Sorry, everybody! We sent the last one with some wrong links. Here are the right ones!

It’s that time of year again, folks! The money that you helped us raise last year allowed us to publish a lot of great content. Along with continuing our monthly examination of police-involved deaths in Canada, we regularly looked at tenant organizing struggles, the harmful conduct of Canadian mining companies abroad, and the growing movement in solidarity with Palestine, among many other topics. For a more complete list, have a look at our 2023 year-in-review newsletter.

Our goal for the coming year is to do even more! We’re currently in the middle of an outreach campaign seeking talent in university campuses and newspapers. Over the last few months, we’ve also been receiving a growing number of pitches.

That’s why we’re hoping to raise a minimum of $3,000 so we can pay our writers (plus a little to pay for the infrastructure that allows us to publish). If you can give enough to cover one article — we pay writers $100 to $250, depending on the piece — it will go a long way, but any amount helps. Please donate if you can!

Donate to the Media Co-op

Searching for queer Community outside of Toronto's gay village

Finding new writers with fresh voices and perspectives is imperative to any publication, but even more so when your goal is amplifying grassroots struggles. 

One of those new voices this March came from Omar Taleb’s debut piece for The Media Co-op: Searching for queer community outside Toronto’s gay village.

While providing a fresh look into one of Toronto’s iconic neighbourhoods, it also explores what it means to search not only for one’s identity but for a space to express it freely, safely, and in your own terms. 

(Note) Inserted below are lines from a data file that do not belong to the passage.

//! Position bookkeeping on the session state.

use std::borrow::Cow;

use rand::Rng;
use tracing::debug;

use super::events::{generate_area_events, generate_upcoming_events};
use super::types::UpcomingEvent;
use crate::core::game_state::GameState;
use crate::rules::GameRules;

/// Moves one step forward and refreshes the lookahead from the unchanged
/// area events. No-op on the last step.
pub fn advance_step(state: &GameState) -> Cow<'_, GameState> {
    if state.is_last_step() {
        return Cow::Borrowed(state);
    }

    let step = state.current_step + 1;
    Cow::Owned(GameState {
        current_step: step,
        upcoming_events: generate_upcoming_events(&state.area_events, step),
        ..state.clone()
    })
}

/// Enters the next area with a freshly rolled event sequence.
///
/// The map is linear: the final area has no successor and is left unchanged.
pub fn advance_area<'a>(
    state: &'a GameState,
    rules: &GameRules,
    rng: &mut impl Rng,
) -> Cow<'a, GameState> {
    if rules.is_final_area(state.current_area) {
        return Cow::Borrowed(state);
    }

    let area = state.current_area + 1;
    let area_events = generate_area_events(rules, area, rng);
    debug!(area, "entering area");
    Cow::Owned(GameState {
        current_area: area,
        current_step: 1,
        upcoming_events: generate_upcoming_events(&area_events, 1),
        area_events,
        ..state.clone()
    })
}

/// The committed event on the current step.
pub fn current_event(state: &GameState) -> Option<UpcomingEvent> {
    let index = state.current_step.checked_sub(1)? as usize;
    state.area_events.get(index).copied()
}
//! Rook move generation
//!
//! Rooks slide along ranks and files. Castling is driven by the king
//! (see `king.rs`); the rook only takes part through the board's rook hop.

use super::sliding;
use crate::board::Board;
use crate::constants::ROOK_DIRS;
use crate::types::{Color, Square};

/// Squares a rook on `from` threatens
pub fn control_area(board: &Board, from: Square, color: Color) -> Vec<Square> {
    sliding::ray_squares(board, from, color, &ROOK_DIRS)
}
//! Serializable views of boards and games
//!
//! Sent to spectators and reconnecting clients. A snapshot converts back into
//! a [`Board`]/[`Game`] with identical placement, turn and castling rights.
//! The pawn "moved" flag is not stored: a pawn still on its starting row can
//! never have moved, so it is recovered from the square.

use chrono::{DateTime, Utc};
use serde::{Deserialize, Serialize};

use crate::api::Game;
use crate::board::{Board, Cells};
use crate::constants::BOARD_SIZE;
use crate::error::{ChessEngineError, ChessEngineResult};
use crate::pieces::{Piece, PieceKind};
use crate::types::{CastlingRights, Color, GameStatus, Identity, MatchId, MoveRecord, Square};

#[derive(Debug, Clone, Copy, PartialEq, Eq, Serialize, Deserialize)]
pub struct CellSnapshot {
    pub kind: PieceKind,
    pub color: Color,
}

#[derive(Debug, Clone, Copy, PartialEq, Eq, Serialize, Deserialize)]
pub struct CastlingSnapshot {
    pub white: CastlingRights,
    pub black: CastlingRights,
}

/// 64 cells in row-major order starting at a1, then b1 … h8
#[derive(Debug, Clone, PartialEq, Eq, Serialize, Deserialize)]
pub struct BoardSnapshot {
    pub cells: Vec<Option<CellSnapshot>>,
    pub turn: Color,
    pub castling: CastlingSnapshot,
}

#[derive(Debug, Clone, PartialEq, Eq, Serialize, Deserialize)]
#[serde(rename_all = "camelCase")]
pub struct GameSnapshot {
    pub match_id: MatchId,
    pub white: Identity,
    pub black: Identity,
    pub board: BoardSnapshot,
    pub history: Vec<MoveRecord>,
    pub started_at: DateTime<Utc>,
    pub status: GameStatus,
}

impl From<&Board> for BoardSnapshot {
    fn from(board: &Board) -> Self {
        let cells = board
            .cells()
            .iter()
            .flatten()
            .map(|cell| {
                cell.map(|piece| CellSnapshot {
                    kind: piece.kind(),
                    color: piece.color(),
                })
            })
            .collect();

        BoardSnapshot {
            cells,
            turn: board.turn(),
            castling: CastlingSnapshot {
                white: board.castling_rights(Color::White),
                black: board.castling_rights(Color::Black),
            },
        }
    }
}

impl TryFrom<BoardSnapshot> for Board {
    type Error = ChessEngineError;

    fn try_from(snapshot: BoardSnapshot) -> ChessEngineResult<Board> {
        let size = BOARD_SIZE as usize;
        if snapshot.cells.len() != size * size {
            return Err(ChessEngineError::InvalidSnapshot {
                message: format!("expected 64 cells, found {}", snapshot.cells.len()),
            });
        }

        let mut cells: Cells = [[None; BOARD_SIZE as usize]; BOARD_SIZE as usize];
        for (index, cell) in snapshot.cells.into_iter().enumerate() {
            let Some(CellSnapshot { kind, color }) = cell else {
                continue;
            };
            let square = Square::from_index(index).ok_or_else(|| {
                ChessEngineError::InvalidSnapshot {
                    message: format!("cell index {index} out of range"),
                }
            })?;
            let mut piece = Piece::new(kind, color);
            if kind == PieceKind::Pawn && square.row != color.pawn_row() {
                piece.mark_moved();
            }
            cells[square.row as usize][square.col as usize] = Some(piece);
        }

        Board::from_parts(
            cells,
            snapshot.turn,
            [snapshot.castling.white, snapshot.castling.black],
        )
    }
}

impl Game {
    pub fn snapshot(&self) -> GameSnapshot {
        GameSnapshot::from(self)
    }

    pub fn from_snapshot(snapshot: GameSnapshot) -> ChessEngineResult<Game> {
        Game::try_from(snapshot)
    }
}

impl From<&Game> for GameSnapshot {
    fn from(game: &Game) -> Self {
        GameSnapshot {
            match_id: game.match_id.clone(),
            white: game.white.clone(),
            black: game.black.clone(),
            board: BoardSnapshot::from(&game.board),
            history: game.history.clone(),
            started_at: game.started_at,
            status: game.status,
        }
    }
}

impl TryFrom<GameSnapshot> for Game {
    type Error = ChessEngineError;

    fn try_from(snapshot: GameSnapshot) -> ChessEngineResult<Game> {
        if snapshot.white == snapshot.black {
            return Err(ChessEngineError::SameIdentity);
        }
        let board = Board::try_from(snapshot.board)?;
        Ok(Game {
            match_id: snapshot.match_id,
            white: snapshot.white,
            black: snapshot.black,
            board,
            history: snapshot.history,
            started_at: snapshot.started_at,
            status: snapshot.status,
        })
    }
}

#[cfg(test)]
mod tests {
    use super::*;

    #[test]
    fn test_standard_snapshot_shape() {
        let snapshot = BoardSnapshot::from(&Board::standard());
        assert_eq!(snapshot.cells.len(), 64);
        assert_eq!(
            snapshot.cells[4],
            Some(CellSnapshot {
                kind: PieceKind::King,
                color: Color::White
            })
        );
        assert_eq!(snapshot.cells[28], None, "e4 is empty");

        let json = serde_json::to_value(&snapshot).expect("Should serialize");
        assert_eq!(json["cells"][0]["kind"], "r");
        assert_eq!(json["cells"][0]["color"], "white");
        assert_eq!(json["turn"], "white");
        assert_eq!(json["castling"]["black"]["queenside"], true);
    }

    #[test]
    fn test_snapshot_rejects_wrong_cell_count() {
        let mut snapshot = BoardSnapshot::from(&Board::standard());
        snapshot.cells.pop();
        assert!(matches!(
            Board::try_from(snapshot),
            Err(ChessEngineError::InvalidSnapshot { .. })
        ));
    }

    #[test]
    fn test_snapshot_without_king_is_rejected() {
        let mut snapshot = BoardSnapshot::from(&Board::standard());
        snapshot.cells[60] = None;
        assert_eq!(
            Board::try_from(snapshot),
            Err(ChessEngineError::MissingKing {
                color: Color::Black
            })
        );
    }
}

We caught up with Omar to hear about how this fascinating story came about.

MC: What made you want to pursue the story, and what were some of your initial thoughts and leads that you wanted to explore?

OT: This story really came from conversations I had with friends, as well as some personal reflection I've done as a gay man. Our relationship to queer nightlife and Toronto's "gay village" seems so much weaker than our Millennial or Gen X counterparts, and I really wanted to explore why that is. I especially wanted to dive deep into the barriers facing my peers when seeking queer community outside nightlife, because there really is no easy answer other than "social media." If my generation is looking for more meaningful (in-person) queer connection but meaningful queer connection can only be found in a gay club, where do we go from there?.

MC: What did working on this story reveal to you about the grassroots political and organizing work that goes into carving out these spaces for LGBTQ+ folk?

OT: It tells us that celebrating queerness, and the desirability of queerness, remains inherently political — even though by most indicators in Canada (i.e. gay marriage) we've been accepted. Grassroots work keeps the community plugged into our political systems and vocalizes issues within our community, and I think it serves as a more concrete, actionable way of affirming and celebrating our queerness outside of an escapist environment. It's more work, and it requires community members (like Nedda Baba and the organization I highlighted, Meem) to show up and do the work, but I could see the connections between what [Toronto-based makeup artist Shadi Be] was saying and what grassroots work can do to fill that gap in a meaningful way. 

MC: What did you learn about how different generations are either working together or building on what has come before to continue the struggle for liberation?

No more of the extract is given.